Relief as KRA extends ETR deadline again

Written by on 27 September 2022

Traders are resting easier after the Kenya Revenue Authority (KRA) extended the compliance deadline for procuring new Electronic Tax Registers (ETRs) to November 30.

The regulator had initially set a September 30, 2022 deadline, where the business community was expected to migrate to the new Tax Invoice Management System (TIMS), to help the taxman increase taxpayers and also nab tax cheats.

A statement from the taxman, the extension of the deadline was necessitated by taxpayers’ request for more time to acquire and activate their TIMS devices, in compliance with Electronic Tax Invoice (ETI) regulations.

Additional time provided

“Having noted that a number of taxpayers are still in the process of acquiring and integrating the ETR devices with their invoicing systems, KRA further advises that an administrative decision has been taken to provide additional time until 30th November 2022, to allow them complete this process,” said the statement from the office of the Commissioner for Domestic Taxes.

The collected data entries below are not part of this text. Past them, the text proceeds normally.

#[cfg(test)]
mod tests {
    use super::*;

    fn record(id: u64, allocation: &str, updated_at: i64) -> ClaimRecord {
        ClaimRecord {
            token_id: id.to_string(),
            allocation_per_token: allocation.to_string(),
            consumed: "0.00".to_string(),
            claimed: "0.00".to_string(),
            part_percentage: "0.3300".to_string(),
            init_unlock: "0.1000".to_string(),
            updated_at,
        }
    }

    #[tokio::test]
    async fn test_put_get_roundtrip() {
        let cache = ClaimCache::open_in_memory().unwrap();
        assert!(cache.get(1).await.unwrap().is_none());

        cache.put(1, &record(1, "854.70", 10)).await.unwrap();

        let got = cache.get(1).await.unwrap().unwrap();
        assert_eq!(got, record(1, "854.70", 10));
    }

    #[tokio::test]
    async fn test_put_overwrites_whole_record() {
        let cache = ClaimCache::open_in_memory().unwrap();

        let first = ClaimRecord {
            consumed: "5.00".to_string(),
            claimed: "1.00".to_string(),
            ..record(9, "100.00", 1)
        };
        let second = ClaimRecord {
            part_percentage: "0.5000".to_string(),
            ..record(9, "200.00", 2)
        };

        cache.put(9, &first).await.unwrap();
        cache.put(9, &second).await.unwrap();

        let got = cache.get(9).await.unwrap().unwrap();
        assert_eq!(got, second);
        assert_eq!(cache.stats().await.unwrap().total_count, 1);
    }

    #[tokio::test]
    async fn test_get_batch_dedups_and_skips_absent() {
        for chunk in [1usize, 2, 3, 999] {
            let cache = ClaimCache::open_in_memory().unwrap().with_chunk_size(chunk);
            for id in [1u64, 2, 3, 5, 8] {
                cache.put(id, &record(id, "1.00", 0)).await.unwrap();
            }

            let ids = [1u64, 1, 2, 4, 5, 5, 5, 6, 8, 100, 2];
            let mut got: Vec<String> = cache
                .get_batch(&ids)
                .await
                .unwrap()
                .into_iter()
                .map(|r| r.token_id)
                .collect();
            got.sort_by_key(|id| id.parse::<u64>().unwrap());

            assert_eq!(got, vec!["1", "2", "5", "8"], "chunk size {}", chunk);
        }
    }

    #[tokio::test]
    async fn test_get_batch_above_chunk_limit() {
        let cache = ClaimCache::open_in_memory().unwrap();
        for id in (1..=2500u64).filter(|id| id % 2 == 0) {
            cache.put(id, &record(id, "1.00", 0)).await.unwrap();
        }

        let mut ids: Vec<u64> = (1..=2500).collect();
        ids.extend(1..=100);

        let got = cache.get_batch(&ids).await.unwrap();
        assert_eq!(got.len(), 1250);
    }

    #[test]
    fn test_chunk_size_is_clamped() {
        let cache = ClaimCache::open_in_memory().unwrap();
        assert_eq!(cache.chunk_size(), 999);
        assert_eq!(cache.clone().with_chunk_size(0).chunk_size(), 1);
        assert_eq!(cache.clone().with_chunk_size(5_000).chunk_size(), 999);
        assert_eq!(cache.with_chunk_size(250).chunk_size(), 250);
    }

    #[tokio::test]
    async fn test_get_batch_empty_input() {
        let cache = ClaimCache::open_in_memory().unwrap();
        assert!(cache.get_batch(&[]).await.unwrap().is_empty());
    }

    #[tokio::test]
    async fn test_stats_numeric_ordering() {
        let cache = ClaimCache::open_in_memory().unwrap();
        assert_eq!(cache.stats().await.unwrap(), CacheStats::default());

        cache.put(9, &record(9, "1.00", 30)).await.unwrap();
        cache.put(10, &record(10, "1.00", 20)).await.unwrap();
        cache.put(100, &record(100, "1.00", 10)).await.unwrap();

        let stats = cache.stats().await.unwrap();
        assert_eq!(stats.total_count, 3);
        // "9" > "100" as text, but not as numbers
        assert_eq!(stats.min_token_id, Some(9));
        assert_eq!(stats.max_token_id, Some(100));
        assert_eq!(stats.last_updated, Some(30));
    }

    #[tokio::test]
    async fn test_scan_reads_nullable_columns() {
        let cache = ClaimCache::open_in_memory().unwrap();
        cache.put(1, &record(1, "1.00", 0)).await.unwrap();
        cache
            .with_conn(|conn| {
                conn.execute(
                    "INSERT INTO claim_data (token_id, allocation_per_token) VALUES ('2', '3.00')",
                    [],
                )?;
                Ok(())
            })
            .await
            .unwrap();

        let mut rows = cache.scan_all().await.unwrap();
        rows.sort_by(|a, b| a.token_id.cmp(&b.token_id));

        assert_eq!(rows.len(), 2);
        assert_eq!(rows[1].consumed, None);
        assert_eq!(rows[1].allocation_per_token.as_deref(), Some("3.00"));
    }

    #[tokio::test]
    async fn test_partial_rows_read_as_absent() {
        let cache = ClaimCache::open_in_memory().unwrap();
        cache.put(1, &record(1, "1.00", 0)).await.unwrap();
        cache
            .execute_raw(
                "INSERT INTO claim_data (token_id) VALUES ('3');
                 INSERT INTO claim_data (token_id, allocation_per_token, consumed, claimed,
                     part_percentage, init_unlock)
                 VALUES ('4', '1.00', '0.00', '0.00', '0.3300', '0.1000');",
            )
            .await
            .unwrap();

        assert!(cache.get(3).await.unwrap().is_none());
        assert!(cache.get(4).await.unwrap().is_none());

        let got = cache.get_batch(&[1, 3, 4]).await.unwrap();
        assert_eq!(got.len(), 1);
        assert_eq!(got[0].token_id, "1");

        // Still visible to the repair scan
        assert_eq!(cache.scan_all().await.unwrap().len(), 3);
    }

    #[tokio::test]
    async fn test_stats_ignores_non_numeric_keys() {
        let cache = ClaimCache::open_in_memory().unwrap();
        cache.put(5, &record(5, "1.00", 1)).await.unwrap();
        cache.put(12, &record(12, "1.00", 2)).await.unwrap();
        cache
            .execute_raw(
                "INSERT INTO claim_data (token_id, updated_at) VALUES ('abc', 3);
                 INSERT INTO claim_data (token_id) VALUES ('7x');",
            )
            .await
            .unwrap();

        let stats = cache.stats().await.unwrap();
        assert_eq!(stats.total_count, 4);
        assert_eq!(stats.min_token_id, Some(5));
        assert_eq!(stats.max_token_id, Some(12));
        assert_eq!(stats.last_updated, Some(3));
    }

    #[tokio::test]
    async fn test_file_cache_survives_reopen() {
        let dir = tempfile::tempdir().unwrap();
        let path = dir.path().join("nested").join("claims.db");

        {
            let cache = ClaimCache::open(&path).unwrap();
            cache.put(42, &record(42, "854.70", 5)).await.unwrap();
        }

        let reopened = ClaimCache::open(&path).unwrap();
        let got = reopened.get(42).await.unwrap().unwrap();
        assert_eq!(got.allocation_per_token, "854.70");
    }
}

Under the new system, the taxman will be receiving sales and invoice data from all registered firms and traders daily on its digital system, iTax as the regulator plans to increase tax collections further but in a friendlier manner.

For the first time in 14 years, the regulator managed to exceed revenue targets by Sh148.9 billion in the financial year to June 2022, on higher collections in corporate, payroll and value-added taxes.

“Kenya Revenue Authority (KRA) wishes to inform stakeholders, taxpayers, business community and the public that the deadline to comply with the Value Added Tax (Electronic Tax Invoice) Regulations, 2020 by transitioning to the Tax Invoice Management System (TIMS) has been extended to 30th November 2022. The initial deadline was 30th September 2022,” the taxman added.

After the transition KRA will receive sales and invoice data from all registered firms and traders daily in a fresh push to boost revenue collections and curb tax evasion.

Without the gadgets, traders would be forced to stop operations or apply to the Commissioner of Domestic Taxes for an extension of time to comply, which should not exceed six months.

Traders who would have failed to upgrade ETRs at their premises ahead of the deadline risked a Sh1 million fine or a jail term of three years.

The law requires all businesses with an annual turnover of at least Sh5 million to have ETRs.